Note that in this embodiment, a large-area second silicon substrate 200 is prepared and then separated into pieces to obtain a plurality of semiconductor chips 205; however, the method for preparing the semiconductor chips 205 is not limited to this.

[Step (f)]
Step (f) is a step of aligning the terminal electrodes 203 of each of the plurality of semiconductor chips 205 with respect to the terminal electrodes 103 of the first silicon substrate 100. In step (f), as shown in FIG. 2C, each semiconductor chip 205 is placed so that the terminal electrode 203 of each semiconductor chip 205 faces the corresponding plurality of terminal electrodes 103 of the first silicon substrate 100. Perform alignment. For this alignment, an alignment mark or the like may be provided on the first silicon substrate 100.

[Step (g)]
Step (g) is a step of bonding the insulating film 102 of the first silicon substrate 100 and each insulating film portion 202b of the plurality of semiconductor chips 205 to each other. In step (g), after removing organic substances, metal oxides, etc. attached to the surface of each semiconductor chip 205, the semiconductor chips 205 are aligned with respect to the first silicon substrate 100, as shown in FIG. 2(c). After that, the insulating film portions 202b of each of the plurality of semiconductor chips 205 are bonded to the insulating film 102 of the first silicon substrate 100 at 70° C. or lower as hybrid bonding (see FIG. 3(b)). Note that in the present disclosure, "bonding the insulating films together at 70° C. or lower" means bonding the insulating films together while the temperature of the insulating films is 70° C. or lower. The bonding temperature is more preferably 60°C or lower, and even more preferably 50°C or lower.
The pressure when bonding the insulating films is preferably 7 MPa or less and 0.1 MPa or more, more preferably 5 MPa or less and 0.3 MPa or more, and even more preferably 2 MPa or less and 0.5 MPa or more.

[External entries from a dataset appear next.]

use super::{SorteioApp, ACCENT};
use crate::draw::DrawState;
use crate::raffle::Mode;
use eframe::egui::{self, Color32, RichText};
use std::time::Instant;

const PREVIEW_NAMES: usize = 20;

pub(super) fn show(app: &mut SorteioApp, ui: &mut egui::Ui, now: Instant) {
    egui::Frame::group(ui.style()).show(ui, |ui| {
        ui.set_min_height(260.0);
        ui.vertical_centered(|ui| draw_area(app, ui));
    });
    ui.add_space(12.0);
    quantity_row(app, ui);
    ui.add_space(6.0);
    draw_button(app, ui, now);

    if app.raffle.mode() == Mode::Names {
        ui.add_space(12.0);
        names_preview(app, ui);
    }
}

fn draw_area(app: &SorteioApp, ui: &mut egui::Ui) {
    match app.engine.state() {
        DrawState::Idle => {
            ui.add_space(80.0);
            let waiting = match app.raffle.mode() {
                Mode::Names => "Aguardando sorteio de nomes...",
                Mode::Numbers => "Aguardando sorteio numérico...",
            };
            ui.weak(waiting);
        }
        DrawState::Rolling { preview, .. } => {
            ui.add_space(60.0);
            ui.label(RichText::new("SORTEANDO").color(Color32::LIGHT_RED).strong());
            ui.label(
                RichText::new(preview.as_deref().unwrap_or(""))
                    .size(52.0)
                    .strong()
                    .color(Color32::WHITE),
            );
        }
        DrawState::Revealed { winners } if winners.len() == 1 => {
            ui.label(RichText::new("VENCEDOR(A)").color(Color32::LIGHT_RED).strong());
            ui.add_space(40.0);
            ui.label(
                RichText::new(&winners[0])
                    .size(64.0)
                    .strong()
                    .color(Color32::WHITE),
            );
            ui.add_space(12.0);
            ui.weak("Parabéns!");
        }
        DrawState::Revealed { winners } => {
            ui.label(RichText::new("VENCEDORES").color(Color32::LIGHT_RED).strong());
            ui.add_space(8.0);
            egui::ScrollArea::vertical().max_height(320.0).show(ui, |ui| {
                ui.horizontal_wrapped(|ui| {
                    for (idx, name) in winners.iter().enumerate() {
                        winner_chip(ui, idx + 1, name);
                    }
                });
            });
        }
    }
}

fn winner_chip(ui: &mut egui::Ui, place: usize, name: &str) {
    egui::Frame::none()
        .fill(ACCENT.gamma_multiply(0.6))
        .rounding(8.0)
        .inner_margin(egui::Margin::symmetric(14.0, 8.0))
        .show(ui, |ui| {
            ui.horizontal(|ui| {
                ui.label(RichText::new(format!("#{place}")).color(Color32::LIGHT_RED).strong());
                ui.label(RichText::new(name).size(22.0).strong().color(Color32::WHITE));
            });
        });
}

fn quantity_row(app: &mut SorteioApp, ui: &mut egui::Ui) {
    let rolling = app.engine.is_rolling();
    ui.horizontal(|ui| {
        ui.label("Quantidade de Ganhadores:");
        if ui
            .add_enabled(!rolling && app.raffle.can_decrement(), egui::Button::new("➖"))
            .clicked()
        {
            app.raffle.decrement_quantity();
        }
        ui.strong(app.raffle.quantity().to_string());
        if ui
            .add_enabled(!rolling && app.raffle.can_increment(), egui::Button::new("➕"))
            .clicked()
        {
            app.raffle.increment_quantity();
        }
    });
}

fn draw_button(app: &mut SorteioApp, ui: &mut egui::Ui, now: Instant) {
    let rolling = app.engine.is_rolling();
    let label = if rolling {
        "Sorteando..."
    } else if app.raffle.quantity() > 1 {
        "▶ Sortear Ganhadores"
    } else {
        "▶ Sortear Agora"
    };
    let button = egui::Button::new(RichText::new(label).size(20.0).strong())
        .fill(ACCENT)
        .min_size(egui::vec2(ui.available_width(), 48.0));
    if ui.add_enabled(app.raffle.can_draw() && !rolling, button).clicked() {
        if let Err(e) = app.start_draw(now) {
            tracing::debug!("draw rejected: {e}");
        }
    }
}

fn names_preview(app: &SorteioApp, ui: &mut egui::Ui) {
    let names = app.raffle.names();
    ui.label(RichText::new(format!("LISTA DE NOMES ({})", names.len())).small().weak());
    egui::ScrollArea::vertical().max_height(160.0).show(ui, |ui| {
        ui.horizontal_wrapped(|ui| {
            for name in names.iter().take(PREVIEW_NAMES) {
                egui::Frame::none()
                    .fill(Color32::from_white_alpha(12))
                    .rounding(4.0)
                    .inner_margin(egui::Margin::symmetric(6.0, 2.0))
                    .show(ui, |ui| ui.small(name));
            }
            if names.len() > PREVIEW_NAMES {
                ui.weak(format!("...mais {}", names.len() - PREVIEW_NAMES));
            }
            if names.is_empty() {
                ui.weak(RichText::new("Nenhum nome adicionado.").italics());
            }
        });
    });
}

By setting the pressure within this range, it is possible to prevent damage to the semiconductor elements to be bonded and to maintain the yield of the bonded substrates above a certain level.
The time required for the process when bonding the insulating films is preferably 30 seconds or less and 0.5 seconds or more, and more preferably 20 seconds or less and 1 second or more. By setting this process time, the yield of bonded substrates can be kept above a certain level without reducing production efficiency.
At this stage of attachment, the terminal electrodes 103 of the first silicon substrate 100 and the terminal electrodes 203 of the semiconductor chip 205 are separated from each other and are not connected (however, they are aligned within a range that includes the error of the device). ).

[Process (h)]
Step (h) is a step of bonding the terminal electrode 103 of the first silicon substrate 100 and the terminal electrode 203 of each of the plurality of semiconductor chips 205. In step (h), as shown in FIG. 2(d), after the bonding in step (g) is completed, heat H and pressure are applied as necessary to bond the first silicon substrate 100 as hybrid bonding. The terminal electrode 103 and each terminal electrode 203 of the plurality of semiconductor chips 205 are bonded (see (c) of FIG. 3). When the terminal electrodes 103 and 203 are made of copper, the annealing temperature in step (g) is preferably 150°C or more and 400°C or less, more preferably 200°C or more and 300°C or less. Through such a bonding process, the terminal electrode 103 and the corresponding terminal electrode 203 are bonded to form an electrode bonding portion S2, and the terminal electrode 103 and the terminal electrode 203 are mechanically and electrically strongly bonded. Further, the bonded insulating film 102 and the insulating film portion 202b are bonded to form an insulating bonded portion S1.
By applying heat H, the insulating film 102, the insulating film portion 202b, the terminal electrode 103, and the terminal electrode 203 expand. The first silicon substrate 100 may be polished in step (c) so that the height of the insulating film 102 becomes equal to or higher than the height of the terminal electrode 103 due to thermal expansion caused by heating, and the insulating film portion 202b is polished. The second silicon substrate 200 may be polished in step (d) so that the height is equal to or higher than the height of the terminal electrode 203. When polishing the first silicon substrate 100 in step (c), the amount of polishing may be adjusted by taking into consideration the thermal expansion coefficients of the insulating film 102 and the terminal electrodes 103. Further, when polishing the second silicon substrate 200 in step (d), the amount of polishing may be adjusted by taking into account the thermal expansion coefficients of the insulating film 202 and the terminal electrodes 203.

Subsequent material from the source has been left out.